DIRECTIONS: Within the entries that follow, show each line where the word "RequestBuilder" occurs.

─── RECORDS PROVIDED ───

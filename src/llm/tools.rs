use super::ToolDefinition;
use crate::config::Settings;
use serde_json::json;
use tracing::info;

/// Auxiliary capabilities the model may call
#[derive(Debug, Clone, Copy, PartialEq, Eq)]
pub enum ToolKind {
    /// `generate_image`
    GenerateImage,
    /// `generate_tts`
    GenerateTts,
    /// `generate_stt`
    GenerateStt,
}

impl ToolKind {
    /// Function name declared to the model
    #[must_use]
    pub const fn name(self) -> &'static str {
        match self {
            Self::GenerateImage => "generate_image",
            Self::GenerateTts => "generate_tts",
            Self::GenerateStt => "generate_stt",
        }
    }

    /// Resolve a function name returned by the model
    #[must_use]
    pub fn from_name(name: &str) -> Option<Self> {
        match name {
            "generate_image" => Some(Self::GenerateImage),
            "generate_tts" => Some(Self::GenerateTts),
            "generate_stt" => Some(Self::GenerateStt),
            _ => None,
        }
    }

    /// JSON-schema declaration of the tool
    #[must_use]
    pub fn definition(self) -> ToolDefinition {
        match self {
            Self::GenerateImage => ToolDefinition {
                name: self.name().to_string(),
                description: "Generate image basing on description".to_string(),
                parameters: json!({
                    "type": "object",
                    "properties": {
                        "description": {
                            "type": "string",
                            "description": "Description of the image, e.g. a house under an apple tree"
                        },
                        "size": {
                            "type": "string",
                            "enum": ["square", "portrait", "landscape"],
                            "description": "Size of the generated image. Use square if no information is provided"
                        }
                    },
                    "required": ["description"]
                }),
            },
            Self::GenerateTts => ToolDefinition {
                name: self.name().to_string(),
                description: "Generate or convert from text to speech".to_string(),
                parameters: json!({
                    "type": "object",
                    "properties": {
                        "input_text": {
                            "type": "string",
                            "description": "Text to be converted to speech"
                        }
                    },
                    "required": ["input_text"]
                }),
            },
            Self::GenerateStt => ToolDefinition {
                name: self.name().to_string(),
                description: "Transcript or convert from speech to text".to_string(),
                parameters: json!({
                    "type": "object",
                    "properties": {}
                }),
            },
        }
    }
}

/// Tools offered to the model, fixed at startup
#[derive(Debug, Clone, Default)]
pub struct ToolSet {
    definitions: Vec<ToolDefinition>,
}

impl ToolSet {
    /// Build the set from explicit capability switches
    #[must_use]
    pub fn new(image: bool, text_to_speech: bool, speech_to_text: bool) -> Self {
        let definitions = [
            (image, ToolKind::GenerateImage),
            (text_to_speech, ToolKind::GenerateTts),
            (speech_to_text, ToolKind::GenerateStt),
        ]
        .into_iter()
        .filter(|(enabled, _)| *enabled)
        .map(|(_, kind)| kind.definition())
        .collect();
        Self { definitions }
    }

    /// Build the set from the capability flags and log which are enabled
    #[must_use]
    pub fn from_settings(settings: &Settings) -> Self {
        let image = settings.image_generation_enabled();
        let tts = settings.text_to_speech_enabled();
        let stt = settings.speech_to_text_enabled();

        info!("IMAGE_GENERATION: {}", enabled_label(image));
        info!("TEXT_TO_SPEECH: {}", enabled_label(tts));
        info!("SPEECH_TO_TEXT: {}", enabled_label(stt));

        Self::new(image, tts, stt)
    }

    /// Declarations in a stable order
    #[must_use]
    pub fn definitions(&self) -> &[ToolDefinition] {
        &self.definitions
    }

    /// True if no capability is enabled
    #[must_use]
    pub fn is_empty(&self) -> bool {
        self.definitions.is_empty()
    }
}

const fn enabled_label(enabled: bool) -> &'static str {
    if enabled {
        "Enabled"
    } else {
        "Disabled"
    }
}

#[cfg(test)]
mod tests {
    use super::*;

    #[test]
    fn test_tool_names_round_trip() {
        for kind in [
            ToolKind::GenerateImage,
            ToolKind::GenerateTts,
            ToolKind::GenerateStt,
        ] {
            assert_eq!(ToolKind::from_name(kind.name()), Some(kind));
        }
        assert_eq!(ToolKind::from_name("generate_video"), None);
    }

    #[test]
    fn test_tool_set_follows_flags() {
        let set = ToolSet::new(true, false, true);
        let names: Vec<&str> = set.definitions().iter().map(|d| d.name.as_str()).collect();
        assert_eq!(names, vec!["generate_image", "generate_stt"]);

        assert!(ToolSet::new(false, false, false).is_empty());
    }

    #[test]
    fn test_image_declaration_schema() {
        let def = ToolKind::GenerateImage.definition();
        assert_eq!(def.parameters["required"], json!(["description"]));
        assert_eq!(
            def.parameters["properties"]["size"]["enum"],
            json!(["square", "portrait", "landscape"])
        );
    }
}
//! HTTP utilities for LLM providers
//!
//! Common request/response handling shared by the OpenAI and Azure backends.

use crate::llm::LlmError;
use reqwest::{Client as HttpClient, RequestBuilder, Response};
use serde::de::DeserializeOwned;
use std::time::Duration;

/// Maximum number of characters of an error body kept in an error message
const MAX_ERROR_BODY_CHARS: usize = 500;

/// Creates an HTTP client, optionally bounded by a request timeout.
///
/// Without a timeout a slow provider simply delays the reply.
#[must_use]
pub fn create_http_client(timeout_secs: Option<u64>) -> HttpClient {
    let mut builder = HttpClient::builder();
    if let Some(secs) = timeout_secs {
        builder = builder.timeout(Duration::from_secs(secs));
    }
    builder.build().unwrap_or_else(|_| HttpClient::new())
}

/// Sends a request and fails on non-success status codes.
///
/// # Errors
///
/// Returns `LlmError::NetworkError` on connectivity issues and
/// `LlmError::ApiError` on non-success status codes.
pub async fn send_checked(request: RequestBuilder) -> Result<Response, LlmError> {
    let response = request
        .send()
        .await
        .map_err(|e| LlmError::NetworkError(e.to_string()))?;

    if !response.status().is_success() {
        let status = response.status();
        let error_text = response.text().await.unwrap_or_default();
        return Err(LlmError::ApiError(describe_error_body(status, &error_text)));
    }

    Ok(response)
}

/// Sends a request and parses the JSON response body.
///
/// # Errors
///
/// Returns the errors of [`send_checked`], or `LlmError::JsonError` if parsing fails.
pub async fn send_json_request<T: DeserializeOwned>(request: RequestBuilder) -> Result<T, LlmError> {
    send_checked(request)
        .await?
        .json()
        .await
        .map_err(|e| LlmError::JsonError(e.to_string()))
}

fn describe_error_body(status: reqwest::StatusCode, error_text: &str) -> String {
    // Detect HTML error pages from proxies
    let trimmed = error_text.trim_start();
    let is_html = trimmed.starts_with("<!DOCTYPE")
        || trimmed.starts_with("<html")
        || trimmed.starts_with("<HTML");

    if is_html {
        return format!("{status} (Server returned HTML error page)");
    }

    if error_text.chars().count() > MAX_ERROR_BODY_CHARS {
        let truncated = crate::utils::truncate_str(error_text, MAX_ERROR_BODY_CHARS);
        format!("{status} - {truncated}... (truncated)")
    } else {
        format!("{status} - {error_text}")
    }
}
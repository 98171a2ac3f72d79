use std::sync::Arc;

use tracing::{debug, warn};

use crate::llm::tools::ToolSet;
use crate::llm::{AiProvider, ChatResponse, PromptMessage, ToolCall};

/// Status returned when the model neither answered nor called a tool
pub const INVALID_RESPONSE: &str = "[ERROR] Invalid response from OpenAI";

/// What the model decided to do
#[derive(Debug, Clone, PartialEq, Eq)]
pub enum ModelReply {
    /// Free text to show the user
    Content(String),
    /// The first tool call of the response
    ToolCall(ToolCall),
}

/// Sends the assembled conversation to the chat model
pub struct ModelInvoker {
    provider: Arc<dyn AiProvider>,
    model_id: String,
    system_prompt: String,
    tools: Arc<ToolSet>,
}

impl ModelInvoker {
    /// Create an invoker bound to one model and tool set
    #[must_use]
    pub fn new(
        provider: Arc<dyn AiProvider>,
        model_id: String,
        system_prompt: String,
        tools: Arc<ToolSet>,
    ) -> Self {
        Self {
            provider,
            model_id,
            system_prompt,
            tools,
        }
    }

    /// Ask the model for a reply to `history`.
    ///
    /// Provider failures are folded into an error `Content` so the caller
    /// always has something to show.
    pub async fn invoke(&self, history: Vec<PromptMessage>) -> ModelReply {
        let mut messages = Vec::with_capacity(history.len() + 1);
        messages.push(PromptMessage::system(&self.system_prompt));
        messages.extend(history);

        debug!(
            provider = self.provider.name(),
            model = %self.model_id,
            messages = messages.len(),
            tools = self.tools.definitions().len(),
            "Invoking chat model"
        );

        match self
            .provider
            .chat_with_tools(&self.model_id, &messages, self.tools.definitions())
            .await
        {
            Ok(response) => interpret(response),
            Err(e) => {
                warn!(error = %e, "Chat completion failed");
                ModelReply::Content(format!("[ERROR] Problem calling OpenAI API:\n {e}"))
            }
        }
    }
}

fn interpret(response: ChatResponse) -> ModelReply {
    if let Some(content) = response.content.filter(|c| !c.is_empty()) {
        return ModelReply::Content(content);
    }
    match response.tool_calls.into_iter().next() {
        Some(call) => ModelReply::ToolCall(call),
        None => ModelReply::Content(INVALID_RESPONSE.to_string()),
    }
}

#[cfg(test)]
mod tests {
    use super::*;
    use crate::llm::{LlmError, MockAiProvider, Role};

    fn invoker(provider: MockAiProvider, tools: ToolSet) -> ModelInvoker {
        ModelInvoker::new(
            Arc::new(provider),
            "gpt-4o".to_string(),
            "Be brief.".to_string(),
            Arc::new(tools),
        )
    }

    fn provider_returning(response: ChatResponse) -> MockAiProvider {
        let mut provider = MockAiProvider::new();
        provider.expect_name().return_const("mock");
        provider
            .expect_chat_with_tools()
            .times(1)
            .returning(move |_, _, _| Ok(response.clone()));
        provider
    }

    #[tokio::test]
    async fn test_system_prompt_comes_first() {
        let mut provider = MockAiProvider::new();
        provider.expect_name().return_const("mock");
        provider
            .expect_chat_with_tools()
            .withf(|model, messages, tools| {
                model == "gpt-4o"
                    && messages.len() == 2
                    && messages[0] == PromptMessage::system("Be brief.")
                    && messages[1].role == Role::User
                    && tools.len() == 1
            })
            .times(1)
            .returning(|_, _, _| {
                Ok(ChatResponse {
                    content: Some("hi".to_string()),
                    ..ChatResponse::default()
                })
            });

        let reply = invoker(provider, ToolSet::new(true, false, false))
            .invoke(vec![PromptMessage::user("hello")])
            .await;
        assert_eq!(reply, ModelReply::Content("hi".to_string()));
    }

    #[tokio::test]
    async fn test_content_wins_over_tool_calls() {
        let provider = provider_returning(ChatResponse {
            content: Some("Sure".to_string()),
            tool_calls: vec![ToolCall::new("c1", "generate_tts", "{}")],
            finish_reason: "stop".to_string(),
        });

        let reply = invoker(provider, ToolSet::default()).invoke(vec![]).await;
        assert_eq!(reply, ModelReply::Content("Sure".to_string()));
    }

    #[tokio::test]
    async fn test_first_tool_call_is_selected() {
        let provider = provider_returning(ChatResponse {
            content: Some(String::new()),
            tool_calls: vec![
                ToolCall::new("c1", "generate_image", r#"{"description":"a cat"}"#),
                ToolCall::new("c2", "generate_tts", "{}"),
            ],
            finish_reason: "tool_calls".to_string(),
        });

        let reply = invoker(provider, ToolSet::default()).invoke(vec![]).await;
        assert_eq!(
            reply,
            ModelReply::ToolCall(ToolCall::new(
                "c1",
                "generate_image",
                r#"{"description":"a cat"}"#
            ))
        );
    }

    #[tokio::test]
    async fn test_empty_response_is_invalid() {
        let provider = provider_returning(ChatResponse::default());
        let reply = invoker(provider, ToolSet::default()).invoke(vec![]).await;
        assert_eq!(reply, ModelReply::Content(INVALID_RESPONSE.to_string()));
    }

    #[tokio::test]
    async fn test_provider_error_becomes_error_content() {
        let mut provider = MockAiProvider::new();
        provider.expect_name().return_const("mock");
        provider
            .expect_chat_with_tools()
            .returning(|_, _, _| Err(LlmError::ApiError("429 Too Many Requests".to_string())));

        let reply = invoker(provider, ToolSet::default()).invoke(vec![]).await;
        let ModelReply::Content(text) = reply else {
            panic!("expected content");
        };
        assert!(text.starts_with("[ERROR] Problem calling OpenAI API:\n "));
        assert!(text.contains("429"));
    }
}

───
─── RECORDS PROVIDED ───

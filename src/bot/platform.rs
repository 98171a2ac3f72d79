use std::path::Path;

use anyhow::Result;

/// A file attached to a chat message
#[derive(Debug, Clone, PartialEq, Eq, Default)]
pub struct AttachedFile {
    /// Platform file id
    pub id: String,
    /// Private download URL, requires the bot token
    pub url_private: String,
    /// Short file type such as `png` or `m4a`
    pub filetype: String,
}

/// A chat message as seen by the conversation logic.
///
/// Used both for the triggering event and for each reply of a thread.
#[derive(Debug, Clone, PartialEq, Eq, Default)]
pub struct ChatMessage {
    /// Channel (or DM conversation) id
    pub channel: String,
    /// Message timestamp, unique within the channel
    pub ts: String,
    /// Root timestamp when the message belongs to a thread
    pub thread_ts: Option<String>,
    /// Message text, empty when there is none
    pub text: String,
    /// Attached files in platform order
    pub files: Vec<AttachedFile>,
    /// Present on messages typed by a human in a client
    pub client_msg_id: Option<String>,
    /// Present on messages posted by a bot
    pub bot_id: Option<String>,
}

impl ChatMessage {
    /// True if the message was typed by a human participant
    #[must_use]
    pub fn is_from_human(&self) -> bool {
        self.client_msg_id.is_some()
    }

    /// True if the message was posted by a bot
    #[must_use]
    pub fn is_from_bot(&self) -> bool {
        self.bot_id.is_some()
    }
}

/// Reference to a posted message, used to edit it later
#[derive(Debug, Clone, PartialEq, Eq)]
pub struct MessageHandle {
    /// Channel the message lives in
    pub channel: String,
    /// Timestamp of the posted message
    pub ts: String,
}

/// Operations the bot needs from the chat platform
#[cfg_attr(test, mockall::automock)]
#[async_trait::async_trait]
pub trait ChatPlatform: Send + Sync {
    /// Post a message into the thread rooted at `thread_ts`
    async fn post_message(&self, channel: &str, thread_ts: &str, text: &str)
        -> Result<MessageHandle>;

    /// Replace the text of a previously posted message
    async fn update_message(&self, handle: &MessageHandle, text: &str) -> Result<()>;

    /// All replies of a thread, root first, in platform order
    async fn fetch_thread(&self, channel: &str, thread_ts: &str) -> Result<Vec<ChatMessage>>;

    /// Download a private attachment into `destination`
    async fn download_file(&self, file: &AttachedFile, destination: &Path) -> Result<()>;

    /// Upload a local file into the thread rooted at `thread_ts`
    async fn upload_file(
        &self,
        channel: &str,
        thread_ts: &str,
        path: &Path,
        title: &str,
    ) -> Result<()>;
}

───

COMPLETED TASK:
use reqwest::{Client as HttpClient, RequestBuilder, Response};
pub async fn send_checked(request: RequestBuilder) -> Result<Response, LlmError> {
pub async fn send_json_request<T: DeserializeOwned>(request: RequestBuilder) -> Result<T, LlmError> {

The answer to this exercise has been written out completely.